RECORD SET:

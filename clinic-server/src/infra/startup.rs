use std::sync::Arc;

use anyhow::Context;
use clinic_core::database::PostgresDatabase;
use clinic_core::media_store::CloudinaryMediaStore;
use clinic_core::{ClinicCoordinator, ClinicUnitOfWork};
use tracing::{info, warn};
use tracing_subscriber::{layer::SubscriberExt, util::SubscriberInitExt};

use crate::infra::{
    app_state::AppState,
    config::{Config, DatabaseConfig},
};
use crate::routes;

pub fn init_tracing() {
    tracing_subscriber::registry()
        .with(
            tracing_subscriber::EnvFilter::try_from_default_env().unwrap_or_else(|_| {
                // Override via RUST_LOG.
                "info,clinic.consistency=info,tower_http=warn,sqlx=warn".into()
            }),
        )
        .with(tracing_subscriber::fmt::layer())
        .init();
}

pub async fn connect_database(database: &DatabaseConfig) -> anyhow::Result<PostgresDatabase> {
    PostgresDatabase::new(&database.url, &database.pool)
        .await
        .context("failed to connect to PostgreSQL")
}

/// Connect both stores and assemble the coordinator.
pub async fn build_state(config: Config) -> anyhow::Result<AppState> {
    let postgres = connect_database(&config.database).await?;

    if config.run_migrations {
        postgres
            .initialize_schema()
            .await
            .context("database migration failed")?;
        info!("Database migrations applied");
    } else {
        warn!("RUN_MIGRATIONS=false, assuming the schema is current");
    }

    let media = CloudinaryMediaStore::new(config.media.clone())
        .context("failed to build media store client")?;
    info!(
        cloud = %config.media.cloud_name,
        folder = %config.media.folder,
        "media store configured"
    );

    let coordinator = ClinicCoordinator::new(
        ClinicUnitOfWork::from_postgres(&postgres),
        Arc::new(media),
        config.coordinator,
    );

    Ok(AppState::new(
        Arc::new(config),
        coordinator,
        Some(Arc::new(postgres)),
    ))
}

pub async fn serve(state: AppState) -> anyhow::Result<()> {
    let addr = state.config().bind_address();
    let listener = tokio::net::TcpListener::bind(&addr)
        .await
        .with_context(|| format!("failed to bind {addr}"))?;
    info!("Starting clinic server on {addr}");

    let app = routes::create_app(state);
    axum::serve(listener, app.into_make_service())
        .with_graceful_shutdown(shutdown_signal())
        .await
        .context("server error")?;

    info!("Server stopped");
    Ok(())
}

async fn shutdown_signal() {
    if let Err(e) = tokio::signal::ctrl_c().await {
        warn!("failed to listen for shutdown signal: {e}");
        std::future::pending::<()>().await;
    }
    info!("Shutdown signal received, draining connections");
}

EXERCISE INSTRUCTIONS: Among the lines of the records, copy out each one that contains the word "failed".

RESULT:
        .context("failed to connect to PostgreSQL")
            .context("database migration failed")?;
        .context("failed to build media store client")?;
        .with_context(|| format!("failed to bind {addr}"))?;
        warn!("failed to listen for shutdown signal: {e}");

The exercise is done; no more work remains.